(Dataset entries)
★ ★ ★ ★ ★

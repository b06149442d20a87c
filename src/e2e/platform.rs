//! Per-OS command and image choices, bound once before a suite runs.
use std::sync::OnceLock;

use super::{HarnessError, HarnessResult};

#[derive(Debug, Clone, Copy, PartialEq, Eq)]
pub enum HostOs {
    Linux,
    Windows,
}

impl HostOs {
    pub fn current() -> Self {
        if cfg!(windows) {
            HostOs::Windows
        } else {
            HostOs::Linux
        }
    }
}

#[derive(Debug, Clone, PartialEq, Eq)]
pub struct PlatformDefaults {
    pub os: HostOs,
    /// Prefix that runs the remaining argument through a shell.
    pub shell: &'static [&'static str],
    pub sleep: &'static [&'static str],
    pub echo_hello: &'static [&'static str],
    /// Regex the output of `echo_hello` must match.
    pub echo_hello_output: &'static str,
    pub dns_probe: &'static [&'static str],
    /// Regex the DNS probe output must match.
    pub dns_expectation: &'static str,
    pub web_server_image: &'static str,
}

const LINUX: PlatformDefaults = PlatformDefaults {
    os: HostOs::Linux,
    shell: &["/bin/sh", "-c"],
    sleep: &["sleep", "3600"],
    echo_hello: &["echo", "hello"],
    echo_hello_output: "^hello\n$",
    dns_probe: &["cat", "/etc/resolv.conf"],
    dns_expectation: "nameserver",
    web_server_image: "registry.k8s.io/e2e-test-images/nginx:1.14-2",
};

const WINDOWS: PlatformDefaults = PlatformDefaults {
    os: HostOs::Windows,
    shell: &["cmd", "/c"],
    sleep: &["powershell", "-c", "Start-Sleep -Seconds 3600"],
    echo_hello: &["cmd", "/c", "echo hello"],
    echo_hello_output: "^hello\r\n$",
    dns_probe: &["ipconfig", "/all"],
    dns_expectation: "DNS Servers",
    web_server_image: "registry.k8s.io/e2e-test-images/httpd:2.4.39-4",
};

static BOUND: OnceLock<PlatformDefaults> = OnceLock::new();

/// Windows variants only on a Windows host without LCOW.
pub fn choose(host: HostOs, lcow: bool) -> PlatformDefaults {
    match host {
        HostOs::Windows if !lcow => WINDOWS,
        _ => LINUX,
    }
}

/// Binds the defaults for this host. A second bind is refused.
pub fn bind(lcow: bool) -> HarnessResult<&'static PlatformDefaults> {
    BOUND
        .set(choose(HostOs::current(), lcow))
        .map_err(|_| HarnessError::PlatformRebound)?;
    BOUND.get().ok_or(HarnessError::PlatformRebound)
}

/// The bound defaults, if a suite already bound them.
pub fn current() -> Option<&'static PlatformDefaults> {
    BOUND.get()
}

#[cfg(test)]
mod tests {
    use super::*;

    #[test]
    fn windows_variant_only_without_lcow() {
        assert_eq!(choose(HostOs::Windows, false).os, HostOs::Windows);
        assert_eq!(choose(HostOs::Windows, true).os, HostOs::Linux);
        assert_eq!(choose(HostOs::Linux, false).os, HostOs::Linux);
        assert_eq!(choose(HostOs::Linux, true).os, HostOs::Linux);
    }

    #[test]
    fn linux_set_uses_posix_tools() {
        let defaults = choose(HostOs::Linux, false);
        assert_eq!(defaults.shell, ["/bin/sh", "-c"]);
        assert!(regex::Regex::new(defaults.echo_hello_output)
            .unwrap()
            .is_match("hello\n"));
    }

    #[test]
    fn second_bind_is_refused() {
        let first = bind(false);
        let second = bind(false);
        // Another test in this binary may have bound first.
        assert!(first.is_ok() || matches!(first, Err(HarnessError::PlatformRebound)));
        assert!(matches!(second, Err(HarnessError::PlatformRebound)));
        assert!(current().is_some());
    }
}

★ ★ ★ ★ ★

▶ Task directions: A single number is the whole answer: please count how many lines of the records above include the string "HarnessResult".

▶ The completed task: 2